* Excerpted records *
──────────────────────────────

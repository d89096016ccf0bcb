//! Default server-side encryption for encrypted buckets
//!
//! Every [`super::EncryptedBucket`] encrypts with its KMS key by default. The
//! rule is rendered both as bucket configuration and as the SSE headers a
//! client would see on objects written under it.

use crate::core::provision::ResourceAddress;
use serde::{Deserialize, Serialize};

/// SSE algorithm used with a customer-managed KMS key
pub const SSE_KMS: &str = "aws:kms";

/// Default encryption rule of a bucket
#[derive(Debug, Clone, PartialEq, Eq, Serialize, Deserialize)]
#[serde(rename_all = "camelCase")]
pub struct BucketEncryption {
    /// Algorithm (`aws:kms`)
    pub sse_algorithm: String,
    /// ARN of the key objects are encrypted with
    pub kms_master_key_id: String,
}

impl BucketEncryption {
    /// KMS encryption with the given key
    pub fn kms(key_arn: &ResourceAddress) -> Self {
        BucketEncryption {
            sse_algorithm: SSE_KMS.to_string(),
            kms_master_key_id: key_arn.to_string(),
        }
    }

    /// Serialize to JSON
    pub fn to_json(&self) -> Result<String, serde_json::Error> {
        serde_json::to_string(self)
    }

    /// Deserialize from JSON
    pub fn from_json(json: &str) -> Result<Self, serde_json::Error> {
        serde_json::from_str(json)
    }

    /// Convert to HTTP header key-value pairs
    pub fn to_http_headers(&self) -> Vec<(String, String)> {
        vec![
            (
                "x-amz-server-side-encryption".to_string(),
                self.sse_algorithm.clone(),
            ),
            (
                "x-amz-server-side-encryption-aws-kms-key-id".to_string(),
                self.kms_master_key_id.clone(),
            ),
        ]
    }
}
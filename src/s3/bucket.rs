//! Encrypted bucket facade
//!
//! The bucket's policy is created on the first grant, not with the bucket.
//! Reading objects needs the key to decrypt and writing needs it to encrypt,
//! so every bucket grant is forwarded to the bucket's key:
//!
//! | bucket grant | bucket statements | key statements |
//! |---|---|---|
//! | read-only | Read | Decrypt |
//! | read-write | Read, Write | Decrypt, Encrypt |

use super::sse::BucketEncryption;
use crate::core::iam::{Capability, PolicyAggregator, Principal, SharedDocument, StringOrList};
use crate::core::provision::{AttachmentHandle, Provisioner, ResourceAddress, ResourceRef};
use crate::core::validation::ResourceName;
use crate::error::Result;
use crate::kms::Key;
use std::sync::Arc;
use tracing::info;

/// Listing needs the bucket itself; object access needs `<arn>/*`
fn bucket_resources(capability: Capability, address: &ResourceAddress) -> Option<StringOrList> {
    match capability {
        Capability::Read => Some(StringOrList::Many(vec![
            address.to_string(),
            address.objects(),
        ])),
        Capability::Write => Some(StringOrList::One(address.objects())),
        Capability::Encrypt | Capability::Decrypt => None,
    }
}

/// S3 bucket encrypted by default with a KMS key
#[derive(Debug)]
pub struct EncryptedBucket {
    key: Key,
    encryption: BucketEncryption,
    policy: PolicyAggregator,
}

impl EncryptedBucket {
    /// Create a bucket encrypted with `key`
    ///
    /// The bucket keeps a handle to the key but does not own it.
    pub fn new(name: ResourceName, key: &Key, provisioner: Arc<dyn Provisioner>) -> Result<Self> {
        let target = ResourceRef::bucket(name);
        let address = provisioner.resource_address(&target)?;
        let encryption = BucketEncryption::kms(&key.arn());

        info!("Created {} at {} encrypted with {}", target, address, key.name());
        Ok(EncryptedBucket {
            key: key.clone(),
            encryption,
            policy: PolicyAggregator::new(target, address, bucket_resources, provisioner),
        })
    }

    /// Allow `principal` to list and read objects
    pub fn grant_read_only_to_principal(&mut self, principal: &Principal) -> Result<&mut Self> {
        self.policy.grant(Capability::Read, principal)?;
        self.key.grant_decrypt_to_principal(principal)?;
        Ok(self)
    }

    /// Allow `principal` to list, read and write objects
    pub fn grant_read_write_to_principal(&mut self, principal: &Principal) -> Result<&mut Self> {
        self.policy.grant(Capability::Read, principal)?;
        self.policy.grant(Capability::Write, principal)?;
        self.key.grant_decrypt_to_principal(principal)?;
        self.key.grant_encrypt_to_principal(principal)?;
        Ok(self)
    }

    pub fn name(&self) -> &ResourceName {
        &self.policy.target().name
    }

    /// Bucket ARN
    pub fn arn(&self) -> &ResourceAddress {
        self.policy.address()
    }

    /// Key this bucket encrypts with
    pub fn key(&self) -> &Key {
        &self.key
    }

    /// Default encryption rule
    pub fn encryption(&self) -> &BucketEncryption {
        &self.encryption
    }

    /// Grant state of the bucket policy
    pub fn policy(&self) -> &PolicyAggregator {
        &self.policy
    }

    /// Live policy document, once anything has been granted
    pub fn document(&self) -> Option<&SharedDocument> {
        self.policy.document()
    }

    /// Bucket policy attachment, once anything has been granted
    pub fn attachment(&self) -> Option<&AttachmentHandle> {
        self.policy.attachment()
    }

    /// Serialize the bucket policy
    pub fn policy_json(&self) -> Result<String> {
        self.policy.to_json()
    }
}
use tiny_skia_pipeline::*;

// A 2x1 image: black and white.
const BLACK_WHITE: [u8; 8] = [0, 0, 0, 255, 255, 255, 255, 255];

fn sample_row(
    sampler: Stage,
    ctx: Context,
    ts: Transform,
    width: usize,
    height: usize,
    force_hq: bool,
) -> (Vec<u8>, bool) {
    let mut pixels = vec![0; width * height * 4];
    let is_lowp;
    {
        let pixels_ctx = MemoryCtx::new(&mut pixels, width);
        let mut p = RasterPipelineBuilder::new();
        p.set_force_hq_pipeline(force_hq);
        p.push(Stage::SeedShader).unwrap();
        p.push_transform(ts).unwrap();
        p.push_with_context(sampler, ctx).unwrap();
        p.push_with_context(Stage::Store8888, Context::Memory(&pixels_ctx)).unwrap();
        let p = p.compile();
        is_lowp = p.is_lowp();
        p.run(0, 0, width, height).unwrap();
    }

    (pixels, is_lowp)
}

fn reds(pixels: &[u8]) -> Vec<u8> {
    pixels.chunks(4).map(|px| px[0]).collect()
}

#[test]
fn bilinear_at_centers_and_midpoints() {
    let gather = GatherCtx::new(&BLACK_WHITE, 2, 2, 1).unwrap();
    let sampler = SamplerCtx::new(gather, SpreadMode::Pad);

    // x = 0.5, 1.0, 1.5, 2.0
    let ts = Transform::from_row(0.5, 0.0, 0.0, 1.0, 0.25, 0.0);

    let (pixels, is_lowp) = sample_row(Stage::Bilinear, Context::Sampler(&sampler), ts, 4, 1, false);
    assert!(!is_lowp);
    assert_eq!(reds(&pixels), [0, 128, 255, 255]);
    assert!(pixels.chunks(4).all(|px| px[3] == 255));

    for &force_hq in &[false, true] {
        let (pixels, is_lowp) =
            sample_row(Stage::BilerpClamp8888, Context::Gather(&gather), ts, 4, 1, force_hq);
        assert_eq!(is_lowp, !force_hq);
        assert_eq!(reds(&pixels), [0, 128, 255, 255]);
        assert!(pixels.chunks(4).all(|px| px[3] == 255));
    }
}

#[test]
fn spread_modes() {
    let gather = GatherCtx::new(&BLACK_WHITE, 2, 2, 1).unwrap();

    // The left edge of the image, halfway between the first pixel and whatever is on its left.
    let ts = Transform::from_translate(-0.5, 0.0);

    let sample = |mode| {
        let sampler = SamplerCtx::new(gather, mode);
        let (pixels, _) = sample_row(Stage::Bilinear, Context::Sampler(&sampler), ts, 1, 1, false);
        pixels[0]
    };

    assert_eq!(sample(SpreadMode::Pad), 0);
    assert_eq!(sample(SpreadMode::Repeat), 128);
    assert_eq!(sample(SpreadMode::Reflect), 0);
}

#[test]
fn gather_never_reads_outside_of_image() {
    // A 2x2 image with a stride of 3. The third column is never a part of the image.
    let poison = [1, 2, 3, 4];
    let image: Vec<u8> = [
        [10, 20, 30, 255], [40, 50, 60, 255], poison,
        [70, 80, 90, 255], [100, 110, 120, 255], poison,
    ]
    .iter()
    .flat_map(|px| px.to_vec())
    .collect();
    let gather = GatherCtx::new(&image, 3, 2, 2).unwrap();

    // x = -1.5 ..= 3.5, y = 0.5 and 4.5
    let ts = Transform::from_row(1.0, 0.0, 0.0, 4.0, -2.0, -1.5);

    for &force_hq in &[false, true] {
        let (pixels, is_lowp) =
            sample_row(Stage::Gather8888, Context::Gather(&gather), ts, 6, 2, force_hq);
        assert_eq!(is_lowp, !force_hq);

        let expected: Vec<u8> = [0, 0, 0, 4, 4, 4, 12, 12, 12, 16, 16, 16]
            .iter()
            .flat_map(|offset| image[*offset..*offset + 4].to_vec())
            .collect();
        assert_eq!(pixels, expected);
    }
}

#[test]
fn scratch_bilinear_matches_fused() {
    let image: Vec<u8> = (0..3 * 3 * 4).map(|i| (i * 29 % 256) as u8).collect();
    let gather = GatherCtx::new(&image, 3, 3, 3).unwrap();
    let sampler = SamplerCtx::new(gather, SpreadMode::Pad);
    let ts = Transform::from_row(0.3, 0.1, -0.2, 0.4, 0.15, 0.05);

    let (w, h) = (9, 7);
    let (fused, _) = sample_row(Stage::Bilinear, Context::Sampler(&sampler), ts, w, h, false);

    let mut scratch = vec![0; w * h * 4];
    {
        let ctx = MemoryCtx::new(&mut scratch, w);
        let mut p = RasterPipelineBuilder::new();
        p.push(Stage::SeedShader).unwrap();
        p.push_transform(ts).unwrap();
        p.push(Stage::SaveXy).unwrap();
        for &(x, y) in &[
            (Stage::BilinearNx, Stage::BilinearNy),
            (Stage::BilinearPx, Stage::BilinearNy),
            (Stage::BilinearNx, Stage::BilinearPy),
            (Stage::BilinearPx, Stage::BilinearPy),
        ] {
            p.push(x).unwrap();
            p.push(y).unwrap();
            p.push_with_context(Stage::Gather8888, Context::Gather(&gather)).unwrap();
            p.push(Stage::Accumulate).unwrap();
        }
        p.push(Stage::MoveDestinationToSource).unwrap();
        p.push_with_context(Stage::Store8888, Context::Memory(&ctx)).unwrap();
        p.compile().run(0, 0, w, h).unwrap();
    }

    for (a, b) in fused.iter().zip(scratch.iter()) {
        assert!((i32::from(*a) - i32::from(*b)).abs() <= 1, "{} vs {}", a, b);
    }
}

#[test]
fn bicubic_keeps_solid_color() {
    let image: Vec<u8> = [200, 100, 50, 255].iter().cycle().take(4 * 4 * 4).cloned().collect();
    let gather = GatherCtx::new(&image, 4, 4, 4).unwrap();
    let sampler = SamplerCtx::new(gather, SpreadMode::Repeat);
    let ts = Transform::from_row(0.37, 0.0, 0.0, 0.41, 0.13, 0.29);

    let (pixels, _) = sample_row(Stage::Bicubic, Context::Sampler(&sampler), ts, 5, 3, false);
    for px in pixels.chunks(4) {
        for (c, expected) in px.iter().zip([200, 100, 50, 255].iter()) {
            assert!((i32::from(*c) - *expected).abs() <= 1, "{:?}", px);
        }
    }
}
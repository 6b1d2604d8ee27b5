// Copyright 2018 Google Inc.
// Copyright 2020 Yevhenii Reizner
//
// Use of this source code is governed by a BSD-style license that can be
// found in the LICENSE file.

/*!
A high precision raster pipeline implementation.

Unlike lowp, this one implements all stages.

Stages are generic over the lane type, so the same code is instantiated
for `f32x4` (SSE2, SSE4.1, Neon and the portable fallback) and for `f32x8` (AVX and HSW).
On x86 the `x86` module builds extra tables where every stage is compiled
with the extension enabled.
*/

use crate::pipeline::{
    DecalCtx, EvenlySpaced2StopGradientCtx, GradientCtx, Stage, StageFn, TileCtx,
    TwoPointConicalCtx, UniformColorCtx, ChunkState, STAGES_COUNT,
};
use crate::wide::{F32Lanes, I32Lanes};

mod blend;
mod color;
mod memory;
mod sample;

#[derive(Default, Debug)]
pub(crate) struct Pipeline<F: F32Lanes> {
    r: F,
    g: F,
    b: F,
    a: F,
    dr: F,
    dg: F,
    db: F,
    da: F,

    dx: usize,
    dy: usize,
    tail: usize,

    // Set by the decal and two-point conical stages.
    decal_mask: F,
    vector_mask: F,

    // Scratch of the bilinear and bicubic building blocks.
    x: F,
    y: F,
    fx: F,
    fy: F,
    scalex: F,
    scaley: F,
}

impl<F: F32Lanes> ChunkState for Pipeline<F> {
    const WIDTH: usize = F::LEN;

    #[inline(always)]
    fn reset(&mut self, dx: usize, dy: usize, tail: usize) {
        *self = Pipeline {
            dx,
            dy,
            tail,
            decal_mask: !F::default(),
            vector_mask: !F::default(),
            ..Pipeline::default()
        };
    }
}

impl<F: F32Lanes> Pipeline<F> {
    /// Number of live pixels in the current chunk.
    #[inline(always)]
    fn lanes(&self) -> usize {
        if self.tail == 0 {
            F::LEN
        } else {
            self.tail
        }
    }
}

──────────────────────────────

* Exercise brief *
The expected output is the exact run of lines from the start of the entries through the line with "use crate::core::provision::ResourceAddress;", inclusive.

* Written response *
repository d89096016ccf0bcb
//! Default server-side encryption for encrypted buckets
//!
//! Every [`super::EncryptedBucket`] encrypts with its KMS key by default. The
//! rule is rendered both as bucket configuration and as the SSE headers a
//! client would see on objects written under it.

use crate::core::provision::ResourceAddress;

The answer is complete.